[Information supplied — start]
use std::{error::Error as StdError, fmt};

use backtrace::Backtrace;
use http::StatusCode;
use thiserror::Error;

pub trait ErrorCode: StdError + 'static {
    fn code(&self) -> (StatusCode, &'static str);
}

#[derive(Error, Debug)]
pub enum Code {
    #[error(transparent)]
    Any(#[from] anyhow::Error),
    #[error("Not found. {0}")]
    NotFound(String),
    #[error("Invalid values. {0}")]
    InvalidValues(String),
    #[error("Malformed key store. {0}")]
    MalformedKeyStore(String),
    #[error("No usable signing key. {0}")]
    NoUsableKey(String),
    #[error("Invalid signature. {0}")]
    InvalidSignature(String),
    #[error("Malformed token. {0}")]
    MalformedToken(String),
    #[error("Invalid refresh token")]
    InvalidRefreshToken,
    #[error("Denied")]
    Denied,
}

impl ErrorCode for Code {
    fn code(&self) -> (StatusCode, &'static str) {
        match self {
            Self::Any(_) => (StatusCode::INTERNAL_SERVER_ERROR, "1010001"),
            Self::NotFound(_) => (StatusCode::NOT_FOUND, "1010002"),
            Self::InvalidValues(_) => (StatusCode::BAD_REQUEST, "1010003"),
            Self::MalformedKeyStore(_) => {
                (StatusCode::INTERNAL_SERVER_ERROR, "1010004")
            }
            Self::NoUsableKey(_) => {
                (StatusCode::INTERNAL_SERVER_ERROR, "1010005")
            }
            Self::InvalidSignature(_) => (StatusCode::UNAUTHORIZED, "1010006"),
            Self::MalformedToken(_) => (StatusCode::BAD_REQUEST, "1010007"),
            Self::InvalidRefreshToken => (StatusCode::BAD_REQUEST, "1010008"),
            Self::Denied => (StatusCode::FORBIDDEN, "1010009"),
        }
    }
}

pub struct WithBacktrace {
    source: Code,
    backtrace: Backtrace,
}

impl WithBacktrace {
    pub fn code(&self) -> &Code {
        &self.source
    }

    pub fn status(&self) -> StatusCode {
        self.source.code().0
    }
}

impl fmt::Debug for WithBacktrace {
    fn fmt(&self, f: &mut fmt::Formatter<'_>) -> fmt::Result {
        f.debug_struct("WithBacktrace")
            .field("source", &self.source)
            .field("backtrace", &self.backtrace)
            .finish()
    }
}

impl fmt::Display for WithBacktrace {
    fn fmt(&self, f: &mut fmt::Formatter<'_>) -> fmt::Result {
        write!(f, "{}", self.source)
    }
}

impl StdError for WithBacktrace {
    fn source(&self) -> Option<&(dyn StdError + 'static)> {
        Some(&self.source)
    }
}

impl From<Code> for WithBacktrace {
    fn from(code: Code) -> Self {
        WithBacktrace {
            source: code,
            backtrace: Backtrace::new(),
        }
    }
}

impl From<WithBacktrace> for Code {
    fn from(value: WithBacktrace) -> Self {
        value.source
    }
}

impl PartialEq for WithBacktrace {
    fn eq(&self, other: &Self) -> bool {
        let (_, src_code) = self.source.code();
        let (_, dst_code) = other.source.code();
        src_code == dst_code
    }
}

#[inline]
pub fn any<E: StdError>(err: E) -> WithBacktrace {
    Code::Any(anyhow::anyhow!("{}", err.to_string())).into()
}

#[inline]
pub fn anyhow(err: anyhow::Error) -> WithBacktrace {
    Code::Any(err).into()
}

#[inline]
pub fn not_found<S: ToString + ?Sized>(err: &S) -> WithBacktrace {
    Code::NotFound(err.to_string()).into()
}

#[inline]
pub fn invalid_values<S: ToString + ?Sized>(err: &S) -> WithBacktrace {
    Code::InvalidValues(err.to_string()).into()
}

#[inline]
pub fn malformed_key_store<S: ToString + ?Sized>(err: &S) -> WithBacktrace {
    Code::MalformedKeyStore(err.to_string()).into()
}

#[inline]
pub fn no_usable_key<S: ToString + ?Sized>(err: &S) -> WithBacktrace {
    Code::NoUsableKey(err.to_string()).into()
}

#[inline]
pub fn invalid_signature<S: ToString + ?Sized>(err: &S) -> WithBacktrace {
    Code::InvalidSignature(err.to_string()).into()
}

#[inline]
pub fn malformed_token<S: ToString + ?Sized>(err: &S) -> WithBacktrace {
    Code::MalformedToken(err.to_string()).into()
}

#[inline]
pub fn invalid_refresh_token() -> WithBacktrace {
    Code::InvalidRefreshToken.into()
}

#[inline]
pub fn denied() -> WithBacktrace {
    Code::Denied.into()
}

#[cfg(feature = "axum-resp")]
mod axum {
    use axum::response::IntoResponse;
    use serde_json::json;

    use super::ErrorCode;

    impl IntoResponse for super::WithBacktrace {
        fn into_response(self) -> axum::response::Response {
            tracing::error!("{:?}", self);

            let (status_code, code) = self.source.code();

            let payload = json!({
                "code": code,
                "message": self.to_string(),
            });

            (status_code, axum::Json(payload)).into_response()
        }
    }
}

#[cfg(test)]
mod tests {
    use super::*;

    #[test]
    fn equality_follows_code() {
        assert_eq!(denied(), denied());
        assert_eq!(invalid_values("a"), invalid_values("b"));
        assert_ne!(invalid_values("a"), malformed_token("a"));
    }

    #[test]
    fn status_mapping() {
        assert_eq!(invalid_values("scope").status(), StatusCode::BAD_REQUEST);
        assert_eq!(denied().status(), StatusCode::FORBIDDEN);
        assert_eq!(
            invalid_signature("bad").status(),
            StatusCode::UNAUTHORIZED
        );
        assert_eq!(
            no_usable_key("empty").status(),
            StatusCode::INTERNAL_SERVER_ERROR
        );
        assert!(matches!(
            Code::from(invalid_refresh_token()),
            Code::InvalidRefreshToken
        ));
    }
}
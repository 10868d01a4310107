use std::sync::Arc;

use lazy_static::lazy_static;

use tokend_jwks::{rotation, KeySet};
use tokend_storage::{revocation::Revocation, MemoryImpl};

use crate::{
    app::{App, Denylist},
    services::token::AccessToken,
    AppConfig, AppState,
};

pub const ISSUER: &str = "https://tokend.test";
pub const DURATION: i64 = 900;

lazy_static! {
    static ref KEYS: Arc<KeySet> =
        Arc::new(rotation::create().expect("key generation"));
}

/// A single-key set shared by every test of the crate.
pub fn keys() -> Arc<KeySet> {
    KEYS.clone()
}

pub fn access_token() -> AccessToken {
    AccessToken::new(keys())
}

pub fn config() -> AppConfig {
    AppConfig {
        config: None,
        jwks: serde_json::to_string(keys().as_ref()).expect("encode keys"),
        issuer: ISSUER.to_owned(),
        jwt_duration: DURATION,
        redis_addr: None,
        redis_db: 0,
        redis_password: None,
        denylist_ttl: 0,
        rust_log: String::from("tokend_server=debug"),
        port: 8080,
        cors_origin: None,
        metrics_enabled: false,
    }
}

pub fn denylist() -> Denylist {
    Arc::new(MemoryImpl::<Revocation>::new())
}

pub fn state(config: AppConfig) -> AppState {
    AppState(Arc::new(App::new(config, denylist()).expect("app")))
}
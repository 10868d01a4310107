use std::sync::Arc;

use tokend_jwks::{sign, signing_key, verify, KeySet};
use tokend_slo::Result;

use super::{Claims, Token};

/// [`Token`] backed by the key set loaded at start-up. The head signature
/// key signs; every key verifies.
#[derive(Debug, Clone)]
pub struct AccessToken {
    keys: Arc<KeySet>,
}

impl AccessToken {
    pub fn new(keys: Arc<KeySet>) -> Self {
        Self { keys }
    }
}

impl Token for AccessToken {
    fn sign(&self, claims: &Claims) -> Result<String> {
        sign(claims, signing_key(&self.keys)?)
    }

    fn verify(&self, token: &str) -> Result<Claims> {
        verify(token, &self.keys)
    }

    fn public_keys(&self) -> Result<KeySet> {
        self.keys.to_public()
    }
}
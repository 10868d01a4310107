use axum::http::Request;
use tower_http::trace::MakeSpan;
use tracing::{Level, Span};

/// Builds request spans carrying the `X-Trace-Id` header, so every log line
/// of a request can be correlated with the caller.
#[derive(Debug, Clone)]
pub struct MakeSpanWithTrace {
    level: Level,
}

impl MakeSpanWithTrace {
    pub fn new() -> Self {
        Self {
            level: Level::DEBUG,
        }
    }

    pub fn level(mut self, level: Level) -> Self {
        self.level = level;
        self
    }
}

impl Default for MakeSpanWithTrace {
    fn default() -> Self {
        Self::new()
    }
}

impl<B> MakeSpan<B> for MakeSpanWithTrace {
    fn make_span(&mut self, request: &Request<B>) -> Span {
        let trace_id = request
            .headers()
            .get("X-Trace-Id")
            .and_then(|v| v.to_str().ok())
            .unwrap_or_default();

        macro_rules! make_span {
            ($level:expr) => {
                tracing::span!(
                    $level,
                    "request",
                    method = %request.method(),
                    uri = %request.uri(),
                    version = ?request.version(),
                    trace_id = %trace_id,
                )
            };
        }

        match self.level {
            Level::ERROR => make_span!(Level::ERROR),
            Level::WARN => make_span!(Level::WARN),
            Level::INFO => make_span!(Level::INFO),
            Level::DEBUG => make_span!(Level::DEBUG),
            Level::TRACE => make_span!(Level::TRACE),
        }
    }
}
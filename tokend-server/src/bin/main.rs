use std::{env, sync::Arc};

use anyhow::{Context, Result};
use clap::Parser;
use tokio::net::TcpListener;
use tracing::{debug, info, warn};
use tracing_subscriber::{layer::SubscriberExt, util::SubscriberInitExt};

use tokend_storage::{
    connection_manager, redis_url, revocation::Revocation, MemoryImpl,
    RedisImpl,
};

use tokend_server::{
    load, shutdown_signal, version, App, AppConfig, AppRouter, AppState,
    Denylist,
};

#[tokio::main]
async fn main() -> Result<()> {
    let args = env::args().collect::<Vec<_>>();
    let config =
        if args.len() == 3 && (args[1] == "-c" || args[1] == "--config") {
            load(&args[2])?
        } else {
            AppConfig::parse()
        };

    tracing_subscriber::registry()
        .with(tracing_subscriber::EnvFilter::new(&config.rust_log))
        .with(tracing_subscriber::fmt::layer())
        .init();

    debug!("{:#?}", &config);
    info!("{}", version());
    run_server(config).await
}

async fn denylist(config: &AppConfig) -> Result<Denylist> {
    match config.redis_addr.as_deref() {
        Some(addr) => {
            info!("connecting to the denylist redis at {}", addr);
            let url = redis_url(
                addr,
                config.redis_db,
                config.redis_password.as_deref(),
            );
            let conn = connection_manager(&url)
                .await
                .context("could not initialize the redis connection")?;
            Ok(Arc::new(RedisImpl::<Revocation>::new(conn)))
        }
        None => {
            warn!(
                "no redis address configured, revocations are kept in memory"
            );
            Ok(Arc::new(MemoryImpl::<Revocation>::new()))
        }
    }
}

async fn run_server(config: AppConfig) -> Result<()> {
    info!("environment loaded and configuration parsed, initializing denylist store...");
    let denylist = denylist(&config).await?;

    let app = Arc::new(App::new(config.clone(), denylist)?);

    let router = AppRouter::build(AppState(app))
        .context("could not initialize application routes")?;
    let host = format!("0.0.0.0:{}", config.port);
    let listener = TcpListener::bind(&host)
        .await
        .context("could not bind to endpoint")?;

    info!("api server, listening on {}", host);
    axum::serve(listener, router.into_make_service())
        .with_graceful_shutdown(shutdown_signal())
        .await
        .context("error while starting API server")?;

    Ok(())
}
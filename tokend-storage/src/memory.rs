use std::{collections::HashMap, fmt, marker::PhantomData, sync::RwLock};

use async_trait::async_trait;
use chrono::Utc;
use serde::{de::DeserializeOwned, Serialize};

use tokend_slo::{errors, Result};

use crate::{decode_record, Interface};

struct Entry {
    value: String,
    expires_at: Option<i64>,
}

/// Process-local store, used when no Redis address is configured.
pub struct MemoryImpl<T> {
    entries: RwLock<HashMap<String, Entry>>,
    _marker: PhantomData<fn() -> T>,
}

impl<T> MemoryImpl<T> {
    pub fn new() -> Self {
        Self {
            entries: RwLock::new(HashMap::new()),
            _marker: PhantomData,
        }
    }

    fn now() -> i64 {
        Utc::now().timestamp_millis()
    }
}

impl<T> Default for MemoryImpl<T> {
    fn default() -> Self {
        Self::new()
    }
}

impl<T> fmt::Debug for MemoryImpl<T> {
    fn fmt(&self, f: &mut fmt::Formatter<'_>) -> fmt::Result {
        f.debug_struct("MemoryImpl").finish()
    }
}

#[async_trait]
impl<T> Interface for MemoryImpl<T>
where
    T: DeserializeOwned + Serialize + Send + Sync,
{
    type T = T;

    async fn put(&self, id: &str, input: &Self::T, ttl: u64) -> Result<()> {
        let value = serde_json::to_string(input).map_err(errors::any)?;
        let now = Self::now();
        let expires_at = (ttl > 0).then(|| {
            i64::try_from(ttl)
                .ok()
                .and_then(|ttl| ttl.checked_mul(1000))
                .map_or(i64::MAX, |millis| now.saturating_add(millis))
        });
        let mut entries = self.entries.write().map_err(errors::any)?;
        entries
            .retain(|_, entry| entry.expires_at.map_or(true, |at| at > now));
        entries.insert(id.to_owned(), Entry { value, expires_at });
        Ok(())
    }

    async fn get(&self, id: &str) -> Result<Option<Self::T>> {
        let value = {
            let entries = self.entries.read().map_err(errors::any)?;
            entries
                .get(id)
                .filter(|entry| {
                    entry.expires_at.map_or(true, |at| at > Self::now())
                })
                .map(|entry| entry.value.clone())
        };
        decode_record(value)
    }
}
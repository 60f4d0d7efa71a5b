//! Build metadata
//!
//! `build.rs` stamps each compile with a build number and a UTC timestamp.

use std::path::Path;

use serde::Serialize;

/// Package version from Cargo.toml
pub const VERSION: &str = env!("CARGO_PKG_VERSION");

#[derive(Debug, Clone, Copy, PartialEq, Eq, Serialize)]
pub struct BuildInfo {
    pub version: &'static str,
    /// 0 when built without the build script's stamp
    pub build_number: u64,
    pub build_timestamp: &'static str,
}

impl BuildInfo {
    pub fn current() -> Self {
        Self {
            version: VERSION,
            build_number: option_env!("NUTRISYS_BUILD_NUMBER")
                .and_then(|n| n.parse().ok())
                .unwrap_or(0),
            build_timestamp: option_env!("NUTRISYS_BUILD_TIMESTAMP").unwrap_or("unknown"),
        }
    }
}

fn banner_lines(info: &BuildInfo, database_path: &Path, schema_version: i32) -> Vec<String> {
    vec![
        format!("Nutrisys {} (build {}, {})", info.version, info.build_number, info.build_timestamp),
        format!("Database: {} (schema v{})", database_path.display(), schema_version),
    ]
}

/// Startup banner on stderr; stdout belongs to the MCP transport
pub fn print_startup_banner(database_path: &Path, schema_version: i32) {
    for line in banner_lines(&BuildInfo::current(), database_path, schema_version) {
        eprintln!("{}", line);
    }
}

#[cfg(test)]
mod tests {
    use super::*;

    #[test]
    fn test_current_uses_package_version() {
        let info = BuildInfo::current();
        assert_eq!(info.version, env!("CARGO_PKG_VERSION"));
        assert!(!info.build_timestamp.is_empty());
    }

    #[test]
    fn test_banner_names_database_and_schema() {
        let info = BuildInfo {
            version: "1.0.0",
            build_number: 42,
            build_timestamp: "2026-01-15T09:30:00Z",
        };
        let lines = banner_lines(&info, Path::new("/data/nutrisys.db"), 2);
        assert_eq!(lines[0], "Nutrisys 1.0.0 (build 42, 2026-01-15T09:30:00Z)");
        assert_eq!(lines[1], "Database: /data/nutrisys.db (schema v2)");
    }
}
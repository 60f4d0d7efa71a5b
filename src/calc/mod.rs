//! Anthropometric and nutritional calculations
//!
//! Pure formula library used whenever a patient's measurements, age, sex or
//! activity level change. Nothing in here touches the database.

pub mod anthropometry;
pub mod body_fat;
pub mod energy;
pub mod goals;
pub mod snapshot;

use thiserror::Error;

pub use anthropometry::{
    classify_bmi, compute_bmi, compute_ideal_body_weight, compute_lean_mass,
    compute_waist_hip_ratio, ideal_body_fat_range, BmiClassification, BmiStatus, BodyFatRange,
    Severity, Sex,
};
pub use body_fat::{compute_body_fat_from_skinfolds, compute_body_fat_percentage, Skinfolds};
pub use energy::{compute_bmr, compute_tdee, ActivityLevel};
pub use goals::{calorie_target_for_goal, macro_distribution_for_goal, Goal, MacroDistribution};
pub use snapshot::{
    complete_snapshot, Circumferences, Clock, EnteredValues, IdGenerator, MeasurementInput,
    MeasurementSnapshot, SystemClock, UuidGenerator, TIMESTAMP_FORMAT,
};

/// Calculator error types
#[derive(Debug, Clone, PartialEq, Eq, Error)]
pub enum CalcError {
    #[error("Missing required field: {0}")]
    MissingRequiredField(&'static str),

    #[error("Invalid value '{value}' for {field}")]
    InvalidEnumValue { field: &'static str, value: String },
}

/// Result type for calculator operations
pub type CalcResult<T> = Result<T, CalcError>;

/// Round half away from zero to the given number of decimal places
pub(crate) fn round_to(value: f64, places: i32) -> f64 {
    let factor = 10f64.powi(places);
    (value * factor).round() / factor
}

#[cfg(test)]
mod tests {
    use super::*;

    #[test]
    fn test_round_to_two_places() {
        assert_eq!(round_to(22.857142, 2), 22.86);
        assert_eq!(round_to(1695.667, 2), 1695.67);
        assert_eq!(round_to(-0.004, 2), -0.0);
    }

    #[test]
    fn test_round_to_zero_places() {
        assert_eq!(round_to(1599.5, 0), 1600.0);
        assert_eq!(round_to(2102.632, 0), 2103.0);
    }

    #[test]
    fn test_error_messages() {
        let err = CalcError::MissingRequiredField("weight_kg");
        assert_eq!(err.to_string(), "Missing required field: weight_kg");

        let err = CalcError::InvalidEnumValue {
            field: "activity_level",
            value: "couch".to_string(),
        };
        assert_eq!(err.to_string(), "Invalid value 'couch' for activity_level");
    }
}
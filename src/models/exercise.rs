//! Exercise model
//!
//! Catalog exercises that routines are built from.

use rusqlite::Connection;
use serde::{Deserialize, Serialize};

use crate::calc::IdGenerator;
use crate::db::{store, Collection, DbResult, Document};

/// Exercise kind
#[derive(Debug, Clone, Copy, PartialEq, Eq, Hash, Serialize, Deserialize)]
#[serde(rename_all = "snake_case")]
pub enum ExerciseKind {
    Cardio,
    Strength,
    Flexibility,
    Functional,
}

impl ExerciseKind {
    pub fn as_str(&self) -> &'static str {
        match self {
            ExerciseKind::Cardio => "cardio",
            ExerciseKind::Strength => "strength",
            ExerciseKind::Flexibility => "flexibility",
            ExerciseKind::Functional => "functional",
        }
    }

    pub fn from_str(s: &str) -> Option<Self> {
        match s.trim().to_lowercase().as_str() {
            "cardio" => Some(ExerciseKind::Cardio),
            "strength" | "weights" => Some(ExerciseKind::Strength),
            "flexibility" | "mobility" => Some(ExerciseKind::Flexibility),
            "functional" => Some(ExerciseKind::Functional),
            _ => None,
        }
    }

    pub fn display_name(&self) -> &'static str {
        match self {
            ExerciseKind::Cardio => "Cardio",
            ExerciseKind::Strength => "Strength",
            ExerciseKind::Flexibility => "Flexibility",
            ExerciseKind::Functional => "Functional",
        }
    }
}

/// Training level, shared by exercises and routines
#[derive(Debug, Clone, Copy, PartialEq, Eq, Hash, Serialize, Deserialize, Default)]
#[serde(rename_all = "snake_case")]
pub enum ExerciseLevel {
    #[default]
    Beginner,
    Intermediate,
    Advanced,
}

impl ExerciseLevel {
    pub fn as_str(&self) -> &'static str {
        match self {
            ExerciseLevel::Beginner => "beginner",
            ExerciseLevel::Intermediate => "intermediate",
            ExerciseLevel::Advanced => "advanced",
        }
    }

    pub fn from_str(s: &str) -> Option<Self> {
        match s.trim().to_lowercase().as_str() {
            "beginner" => Some(ExerciseLevel::Beginner),
            "intermediate" => Some(ExerciseLevel::Intermediate),
            "advanced" => Some(ExerciseLevel::Advanced),
            _ => None,
        }
    }
}

/// A catalog exercise
#[derive(Debug, Clone, PartialEq, Serialize, Deserialize)]
pub struct Exercise {
    pub id: String,
    pub name: String,
    #[serde(default)]
    pub muscle_groups: Vec<String>,
    pub kind: ExerciseKind,
    #[serde(default)]
    pub levels: Vec<ExerciseLevel>,
    #[serde(default)]
    pub description: String,
    /// Estimated kcal burned per 30 minutes
    pub calories_per_30min: Option<f64>,
}

impl Document for Exercise {
    const COLLECTION: Collection = Collection::Exercises;

    fn id(&self) -> &str {
        &self.id
    }
}

/// Data for creating a new exercise
#[derive(Debug, Clone, Serialize, Deserialize)]
pub struct ExerciseCreate {
    pub name: String,
    #[serde(default)]
    pub muscle_groups: Vec<String>,
    pub kind: ExerciseKind,
    #[serde(default)]
    pub levels: Vec<ExerciseLevel>,
    #[serde(default)]
    pub description: String,
    pub calories_per_30min: Option<f64>,
}

/// Data for updating an exercise
#[derive(Debug, Clone, Default, Serialize, Deserialize)]
pub struct ExerciseUpdate {
    pub name: Option<String>,
    pub muscle_groups: Option<Vec<String>>,
    pub kind: Option<ExerciseKind>,
    pub levels: Option<Vec<ExerciseLevel>>,
    pub description: Option<String>,
    pub calories_per_30min: Option<f64>,
}

impl Exercise {
    pub fn create(conn: &Connection, ids: &dyn IdGenerator, data: ExerciseCreate) -> DbResult<Self> {
        let exercise = Self {
            id: ids.next_id(),
            name: data.name,
            muscle_groups: data.muscle_groups,
            kind: data.kind,
            levels: data.levels,
            description: data.description,
            calories_per_30min: data.calories_per_30min,
        };
        store::put(conn, &exercise)?;
        Ok(exercise)
    }

    pub fn get_by_id(conn: &Connection, id: &str) -> DbResult<Option<Self>> {
        store::get(conn, id)
    }

    /// List exercises, optionally narrowed by kind, level or muscle group
    pub fn list(
        conn: &Connection,
        kind: Option<ExerciseKind>,
        level: Option<ExerciseLevel>,
        muscle_group: Option<&str>,
    ) -> DbResult<Vec<Self>> {
        let all: Vec<Self> = store::list(conn)?;
        let muscle_group = muscle_group.map(str::to_lowercase);

        Ok(all
            .into_iter()
            .filter(|e| kind.map_or(true, |k| e.kind == k))
            .filter(|e| level.map_or(true, |l| e.levels.contains(&l)))
            .filter(|e| {
                muscle_group.as_ref().map_or(true, |m| {
                    e.muscle_groups.iter().any(|g| g.to_lowercase() == *m)
                })
            })
            .collect())
    }

    pub fn update(conn: &Connection, id: &str, data: &ExerciseUpdate) -> DbResult<Option<Self>> {
        let Some(mut exercise) = Self::get_by_id(conn, id)? else {
            return Ok(None);
        };

        if let Some(ref name) = data.name {
            exercise.name = name.clone();
        }
        if let Some(ref groups) = data.muscle_groups {
            exercise.muscle_groups = groups.clone();
        }
        if let Some(kind) = data.kind {
            exercise.kind = kind;
        }
        if let Some(ref levels) = data.levels {
            exercise.levels = levels.clone();
        }
        if let Some(ref description) = data.description {
            exercise.description = description.clone();
        }
        if let Some(calories) = data.calories_per_30min {
            exercise.calories_per_30min = Some(calories);
        }

        store::put(conn, &exercise)?;
        Ok(Some(exercise))
    }

    /// Delete an exercise. Callers check routine usage first.
    pub fn delete(conn: &Connection, id: &str) -> DbResult<bool> {
        store::delete::<Self>(conn, id)
    }
}
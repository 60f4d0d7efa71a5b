//! Build script for Nutrisys
//!
//! Bumps the build number on each recompilation and embeds build metadata.

use std::fs;
use std::path::Path;

fn main() {
    println!("cargo:rerun-if-changed=src");

    let build_number_path = Path::new("build_number.txt");

    let current_build: u64 = fs::read_to_string(build_number_path)
        .ok()
        .and_then(|s| s.trim().parse().ok())
        .unwrap_or(0);
    let new_build = current_build + 1;

    fs::write(build_number_path, new_build.to_string())
        .expect("Failed to write build number file");

    let timestamp = chrono::Utc::now().format("%Y-%m-%dT%H:%M:%SZ").to_string();

    println!("cargo:rustc-env=NUTRISYS_BUILD_NUMBER={}", new_build);
    println!("cargo:rustc-env=NUTRISYS_BUILD_TIMESTAMP={}", timestamp);
}
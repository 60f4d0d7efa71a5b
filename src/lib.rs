//! Nutrisys Library
//!
//! Anthropometric calculations and record keeping for a nutrition practice.

pub mod build_info;
pub mod calc;
pub mod config;
pub mod db;
pub mod mcp;
pub mod models;
pub mod tools;

#[cfg(test)]
mod test_support;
[Information supplied — finish]
= What to produce =
Wherever a line holds the word "KeySet", copy that line out of the entries above.

= Your response =
use tokend_jwks::{rotation, KeySet};
    static ref KEYS: Arc<KeySet> =
pub fn keys() -> Arc<KeySet> {
use tokend_jwks::{sign, signing_key, verify, KeySet};
    keys: Arc<KeySet>,
    pub fn new(keys: Arc<KeySet>) -> Self {
    fn public_keys(&self) -> Result<KeySet> {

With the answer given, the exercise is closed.